In conjunction with their course, Enhancing Social Participation, the Jefferson students are required to do a community-based level one fieldwork at a location that does not an occupational therapist in-house. At the beginning of the semester, they rank the sites in order of preference and the university matches them at one of twelve fieldwork sites. Six second-years work at Morris Home, three on Tuesdays and three on Wednesdays. Unlike the short-term care offered at Ballard, residents at Morris home can stay there for up to two years, with no minimum length-of-stay.
While Morris Home has been serving the community since 2011, the demand for mental health services will increase. Stoffel explained, "With the Affordable Care Act, people who did not have access to interventions are going to be coming to the table."
"OT is centered around increasing patient's quality of life and participation in healthy activities," explained Lauren Donlan, OTS. The students run two life skills groups. Donlan and Elise Leizerovich, OTS, and Alexandra Harkins, OTS, run a weekly home life skills group, with each taking turns as leader. They focus on shopping, meal prep, cooking and hygiene. One week, they discussed grocery shopping and couponing, teaching the residents there are many things that can be purchased while on a budget. The next session focused on finding recipes and the students guided the residents through making their own recipe books, which they will take with them when they move out of Morris Home. During the following session, they cooked some of their recipes.
On Tuesdays, the 3 other Jefferson OT students run a personal skills group, where they teach resume writing, interview skills, professional dress, and other outside-the-home skills.

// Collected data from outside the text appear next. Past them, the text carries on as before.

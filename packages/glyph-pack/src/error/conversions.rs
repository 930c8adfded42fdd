use std::path::Path;

use crate::error::types::GlyphPackError;

impl From<zip::result::ZipError> for GlyphPackError {
    fn from(error: zip::result::ZipError) -> Self {
        GlyphPackError::PackagingFailure(format!("zip: {}", error))
    }
}

impl From<tempfile::PersistError> for GlyphPackError {
    fn from(error: tempfile::PersistError) -> Self {
        GlyphPackError::io_at(error.file.path(), &error.error)
    }
}

/// Context constructors; most failures are only useful with the offending path attached
impl GlyphPackError {
    /// Create an Io error for a filesystem operation on `path`
    pub fn io_at(path: &Path, error: &std::io::Error) -> Self {
        GlyphPackError::Io {
            path: path.to_path_buf(),
            message: error.to_string(),
        }
    }

    /// Create a DecodeFailure for the image at `path`
    pub fn decode_at(path: &Path, error: impl std::fmt::Display) -> Self {
        GlyphPackError::DecodeFailure {
            path: path.to_path_buf(),
            message: error.to_string(),
        }
    }

    /// Create a WriteFailure for a derived image at `path`
    pub fn write_at(path: &Path, error: impl std::fmt::Display) -> Self {
        GlyphPackError::WriteFailure {
            path: path.to_path_buf(),
            message: error.to_string(),
        }
    }

    /// Create an InvalidGeometry error
    pub fn geometry(path: &Path, width: u32, height: u32, reason: &'static str) -> Self {
        GlyphPackError::InvalidGeometry {
            path: path.to_path_buf(),
            width,
            height,
            reason,
        }
    }

    /// Create a PackagingFailure with operation context
    pub fn packaging(operation: &str, error: impl std::fmt::Display) -> Self {
        GlyphPackError::PackagingFailure(format!("{} failed: {}", operation, error))
    }

    /// Create a Config error naming the offending field
    pub fn config_field(field: &str, message: impl Into<String>) -> Self {
        GlyphPackError::Config(format!("'{}': {}", field, message.into()))
    }

    /// Create a Resource error for a bundled resource name
    pub fn resource(name: &str, error: impl std::fmt::Display) -> Self {
        GlyphPackError::Resource {
            name: name.to_string(),
            message: error.to_string(),
        }
    }
}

Both sessions are intended to prepare residents for when they transition out of Morris Home to live independently.
Two full-time Resources for Human Development mental health professionals sit in on the group therapy sessions to see the interactions and give feedback. "It's collaborative," noted Harkins. "The overarching goal is to become more competent in running group activities." Back at Jefferson, the students have the opportunity to collaborate with classmates and their instructor, asking questions, processing, and planning interventions for the site.
Stoffel agreed that a main function of occupational therapy in this kind of setting is helping clients set up healthy routines promoting recovery, participation, and well-being. OTs can help create a plan for personal finances, a plan to return to meaningful work, and as is important for people recovering from substance abuse, a plan to regain the trust of friends and family. Addressing addiction requires lifestyle changes and that is precisely what OTs are poised to do best. Stoffel said, "Our emphasis on health and well-being is a good match."

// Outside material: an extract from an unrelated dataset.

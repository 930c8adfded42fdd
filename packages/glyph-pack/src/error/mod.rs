pub mod conversions;
pub mod types;

pub use types::{ErrorSeverity, GlyphPackError, PackResult};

For a month before the group sessions began, the students visited Morris Home, an invaluable experience. Leizerovich urges other students prior to their community based fieldwork, "Get to know setting and staff and members before running group so won't be completely in the dark."
Stoffel urged occupational therapists, "Identify the unique way they can influence recovery and how OT can bring increased value to that equation."
Harkins echoed those sentiments, "You can read as much as you want but the important thing is to get to know each client. There are only 8 of them here but they are all so different."